Part of an occasional series. As part of my deliberate practice for writing, I download the briefs of some of the best appellate lawyers in the state and try to improve on their work. Below is a response to a jurisdictional statement in a petition for review that was written by one of the best.
Widget's petition advances no argument worthy of this Court's time or attention. The court of appeals' waiver holding is neither unprecedented nor unjustified. It is Widget who reaches for an inequitable result contrary to this Court's long-standing principle that "a litigant cannot ask something of a court and then complain that the court committed error in giving it to him. The rule, ground in even justice and dictated by common sense, is that he is estopped. [citation omitted].
Widget asks this Court to ignore this long-standing principle and adopt a rule of rewarding gamesmanship. According to Widget, a plaintiff should be able to: encourage a trial court to render judgment for $60-plus million, argue against the defendants' motions for a new trial, force the defendants to post large supersedeas bonds and incur the expense of an appeal—argue for a new trial. And because, according to Widget, a new trial is always lesser-included relief to an affirmance, the plaintiff does not even have to have mentioned its request for a new trial in the trial court in order to argue for a new trial when it loses on appeal.
The court of appeals' waiver holding does not conflict with any of this Court's opinions—including [citation omitted]. The court of appeals correctly applied the well-settled rule that a party who requests entry of a judgment cannot on appeal take a position inconsistent with its requested judgment.

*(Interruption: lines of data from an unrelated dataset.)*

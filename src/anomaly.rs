use crate::config::EngineConfig;
use crate::schema::{AnomalyDetails, AnomalyRecord, AnomalyType, ProjectSnapshot, Severity};
use crate::utils::mean_and_std_dev;
use log::{debug, info, warn};

/// Cross-project scan for budget anomalies.
///
/// Three independent checks run over the whole sample and each contributes
/// its own records; a project can appear once per check.
pub struct AnomalyDetector<'a> {
    config: &'a EngineConfig,
}

impl<'a> AnomalyDetector<'a> {
    pub fn new(config: &'a EngineConfig) -> Self {
        Self { config }
    }

    /// Records sorted by severity (critical first), then by descending
    /// confidence. Samples smaller than `min_projects_for_anomalies` yield
    /// nothing.
    pub fn detect(&self, projects: &[ProjectSnapshot]) -> Vec<AnomalyRecord> {
        if projects.len() < self.config.min_projects_for_anomalies {
            debug!(
                "Skipping anomaly scan: {} projects, need at least {}",
                projects.len(),
                self.config.min_projects_for_anomalies
            );
            return Vec::new();
        }

        let mut records = self.variance_outliers(projects);
        records.extend(self.spend_velocity(projects));
        records.extend(self.vendor_concentration(projects));

        records.sort_by(|a, b| {
            b.severity
                .cmp(&a.severity)
                .then_with(|| b.confidence.total_cmp(&a.confidence))
        });

        info!(
            "Anomaly scan over {} projects found {} anomalies",
            projects.len(),
            records.len()
        );
        records
    }

    /// Projects with a non-finite variance take no part in the statistics
    /// and are never flagged.
    pub fn variance_outliers(&self, projects: &[ProjectSnapshot]) -> Vec<AnomalyRecord> {
        let scored: Vec<&ProjectSnapshot> = projects
            .iter()
            .filter(|p| {
                if p.variance.is_finite() {
                    return true;
                }
                warn!(
                    "Variance outlier check skipped for {}: variance is {}",
                    p.project_id, p.variance
                );
                false
            })
            .collect();

        let variances: Vec<f64> = scored.iter().map(|p| p.variance).collect();
        let (mean, std_dev) = mean_and_std_dev(&variances);

        if !std_dev.is_finite() || std_dev <= f64::EPSILON {
            debug!(
                "Variance outlier check skipped: standard deviation is {}",
                std_dev
            );
            return Vec::new();
        }

        let threshold = self.config.z_score_threshold;
        scored
            .into_iter()
            .filter_map(|project| {
                let z_score = (project.variance - mean) / std_dev;
                if z_score.abs() <= threshold {
                    return None;
                }

                let magnitude = z_score.abs();
                let severity = if magnitude >= threshold + 1.0 {
                    Severity::Critical
                } else if magnitude >= threshold + 0.5 {
                    Severity::High
                } else {
                    Severity::Medium
                };
                let direction = if z_score < 0.0 { "below" } else { "above" };

                Some(AnomalyRecord {
                    project_id: project.project_id.clone(),
                    anomaly_type: AnomalyType::VarianceOutlier,
                    severity,
                    confidence: (0.5 + (magnitude - threshold) * 0.25).min(0.99),
                    description: format!(
                        "{} variance {:.2} is {:.1} standard deviations {} the portfolio mean",
                        display_name(project),
                        project.variance,
                        magnitude,
                        direction
                    ),
                    details: AnomalyDetails::VarianceOutlier {
                        variance: project.variance,
                        mean,
                        std_dev,
                        z_score,
                    },
                })
            })
            .collect()
    }

    pub fn spend_velocity(&self, projects: &[ProjectSnapshot]) -> Vec<AnomalyRecord> {
        let threshold = self.config.spend_velocity_threshold;
        projects
            .iter()
            .filter(|p| p.spend_percentage > threshold)
            .map(|project| {
                let severity = if project.spend_percentage > 100.0 {
                    Severity::Critical
                } else if project.spend_percentage > 95.0 {
                    Severity::High
                } else {
                    Severity::Medium
                };

                AnomalyRecord {
                    project_id: project.project_id.clone(),
                    anomaly_type: AnomalyType::SpendVelocity,
                    severity,
                    confidence: (project.spend_percentage / 100.0).min(1.0),
                    description: format!(
                        "{} has spent {:.1}% of its budget",
                        display_name(project),
                        project.spend_percentage
                    ),
                    details: AnomalyDetails::SpendVelocity {
                        spend_percentage: project.spend_percentage,
                        threshold,
                    },
                }
            })
            .collect()
    }

    pub fn vendor_concentration(&self, projects: &[ProjectSnapshot]) -> Vec<AnomalyRecord> {
        let threshold = self.config.vendor_concentration_ratio;
        projects
            .iter()
            .filter_map(|project| {
                if project.total_commitments == 0.0 {
                    debug!(
                        "Vendor concentration check skipped for {}: no commitments",
                        project.project_id
                    );
                    return None;
                }

                let ratio = project.total_actuals / project.total_commitments;
                if ratio <= threshold {
                    return None;
                }

                let severity = if ratio > threshold * 2.0 {
                    Severity::High
                } else {
                    Severity::Medium
                };

                Some(AnomalyRecord {
                    project_id: project.project_id.clone(),
                    anomaly_type: AnomalyType::VendorConcentration,
                    severity,
                    confidence: 0.8,
                    description: format!(
                        "{} actuals are {:.1}x its commitments",
                        display_name(project),
                        ratio
                    ),
                    details: AnomalyDetails::VendorConcentration {
                        total_actuals: project.total_actuals,
                        total_commitments: project.total_commitments,
                        ratio,
                        threshold,
                    },
                })
            })
            .collect()
    }
}

pub fn detect_anomalies(projects: &[ProjectSnapshot]) -> Vec<AnomalyRecord> {
    AnomalyDetector::new(&EngineConfig::default()).detect(projects)
}

fn display_name(project: &ProjectSnapshot) -> &str {
    project
        .project_name
        .as_deref()
        .unwrap_or(project.project_id.as_str())
}
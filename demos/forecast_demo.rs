use chrono::NaiveDate;
use cost_forecast_engine::*;
use std::collections::BTreeMap;

fn main() -> Result<()> {
    println!("📊 Cost Forecast Demo\n");

    let engine = ForecastEngine::new(EngineConfig::default())?;
    let start = NaiveDate::from_ymd_opt(2024, 1, 1).unwrap();
    let end = NaiveDate::from_ymd_opt(2024, 7, 1).unwrap();

    let request = DistributionRequest {
        total_budget: 250_000.0,
        start_date: start,
        end_date: end,
        granularity: Granularity::Month,
        profile: DistributionProfile::Curve { history: None },
    };

    println!("1️⃣  S-curve distribution of {:.2}", request.total_budget);
    let plan = engine.calculate(&request).into_result()?;
    for period in &plan.periods {
        println!(
            "   {:<10} {:>12.2}  ({:>5.1}%)",
            period.label, period.amount, period.percentage
        );
    }
    println!("   confidence: {:?}\n", plan.confidence);

    println!("2️⃣  Profile comparison (most even first)");
    for comparison in engine.compare_profiles(&request) {
        println!(
            "   {:?}: variance metric {:.2}",
            comparison.profile, comparison.variance_metric
        );
    }
    println!();

    let now = NaiveDate::from_ymd_opt(2024, 4, 1).unwrap();
    println!("3️⃣  Reprofile with 140,000.00 spent as of {}", now);
    let revised = engine.reprofile(&request, 140_000.0, now).into_result()?;
    for period in &revised.periods {
        println!("   {:<10} {:>12.2}", period.label, period.amount);
    }
    println!();

    let mut history = EstimateHistory::new();
    history.record("P-100", &plan, start)?;
    history.record("P-100", &revised, now)?;
    for change in history.changes("P-100")? {
        println!(
            "   estimate {} -> {}: {:+.2} ({:+.1}%)",
            change.from,
            change.to,
            change.delta,
            change.delta_percent.unwrap_or(0.0)
        );
    }
    println!();

    println!("4️⃣  Import header detection");
    let headers = ["Project No", "PO #", "Supplier", "Line Description", "Value", "Order Date"];
    let suggestions = detect_mapping(&headers, TargetSchema::Commitment);
    for s in &suggestions {
        println!(
            "   {:<18} -> {:<12} ({:.2})",
            s.source_header, s.target_column, s.confidence
        );
    }
    println!(
        "   missing required: {:?}\n",
        missing_required(TargetSchema::Commitment, &suggestions)
    );

    println!("5️⃣  Cost element tree");
    let items = vec![
        line_item("P-100", "acme", "Acme Design", "PO-010", "UX design", 18_000.0),
        line_item("P-100", "byte", "Byte Works", "PO-060", "Backend development", 52_000.0),
        line_item("P-100", "byte", "Byte Works", "PO-140", "Load testing", 9_500.0),
        line_item("P-200", "iron", "Iron Rack", "PO-020", "Rack hardware", 31_000.0),
    ];
    let names = BTreeMap::from([
        ("P-100".to_string(), "Customer Portal".to_string()),
        ("P-200".to_string(), "Data Centre Refresh".to_string()),
    ]);
    let ces = HierarchyBuilder::new(engine.config())
        .with_project_names(names)
        .build_cost_element_tree(&items, "EUR");
    for flat in flatten_tree(&ces) {
        println!(
            "   {}{:<24} budget {:>10.2}  spend {:>10.2}  variance {:>10.2}",
            "  ".repeat(flat.depth),
            flat.node.name,
            flat.node.total_budget,
            flat.node.total_spend,
            flat.node.variance
        );
    }
    println!();

    println!("6️⃣  Portfolio anomalies");
    let portfolio: Vec<ProjectSnapshot> = [
        ("P-100", 20_000.0, 45.0, 30_000.0, 35_000.0),
        ("P-200", 18_000.0, 96.0, 10_000.0, 12_000.0),
        ("P-300", 21_000.0, 30.0, 5_000.0, 22_000.0),
        ("P-400", 19_500.0, 55.0, 40_000.0, 41_000.0),
    ]
    .iter()
    .map(|(id, variance, spend, commitments, actuals)| ProjectSnapshot {
        project_id: id.to_string(),
        project_name: None,
        budget: 100_000.0,
        total_commitments: *commitments,
        total_actuals: *actuals,
        variance: *variance,
        spend_percentage: *spend,
    })
    .collect();

    for anomaly in engine.detect_anomalies(&portfolio) {
        println!(
            "   [{:?}] {:?} {} ({:.0}% confidence)",
            anomaly.severity,
            anomaly.anomaly_type,
            anomaly.description,
            anomaly.confidence * 100.0
        );
    }

    Ok(())
}

fn line_item(
    project_id: &str,
    vendor_id: &str,
    vendor_name: &str,
    po_number: &str,
    description: &str,
    amount: f64,
) -> LineItem {
    LineItem {
        project_id: project_id.to_string(),
        vendor_id: vendor_id.to_string(),
        vendor_name: vendor_name.to_string(),
        po_number: po_number.to_string(),
        description: description.to_string(),
        amount,
        issue_date: NaiveDate::from_ymd_opt(2024, 1, 15).unwrap(),
    }
}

Working only from the jurisdictional statement (I didn't look at any other parts of the brief), here's a rewrite:
The court of appeals rightly applied the well-settled rule that a party who requests the entry of a judgment can't complain of the judgment on appeal. In its petition for review, Widget asks this Court to supplant the rule with one that would render its motion for judgment meaningless. It argues that a plaintiff should be allowed to fight for the entry of a judgment over a motion for new trial and then, if he later loses on appeal, he should get a new trial—the very relief that he had originally resisted. A litigant can't ask something of a court and then complain that the court committed an error in giving it to him has been the law of the state for well over fifty years. Because Widget hasn't advanced a novel reason as to why this long-standing rule shouldn't remain the law, its petition should be denied.
A few remarks about my edits:
- The first quotation is a little long in the tooth. I've shortened it a bit, but preserved the point.
- I didn't care for the reference to "gamesmanship." In my experience, a lawyer who speaks of gamesmanship is usually thought to be doing his own.
- I excised the references to the supersedeas bond and costs of appeal because I didn't believe they supported the argument (costs are costs).
- I recast the sentences in plain English and used contractions for readability.
Maybe not perfect, but I think it's an improvement.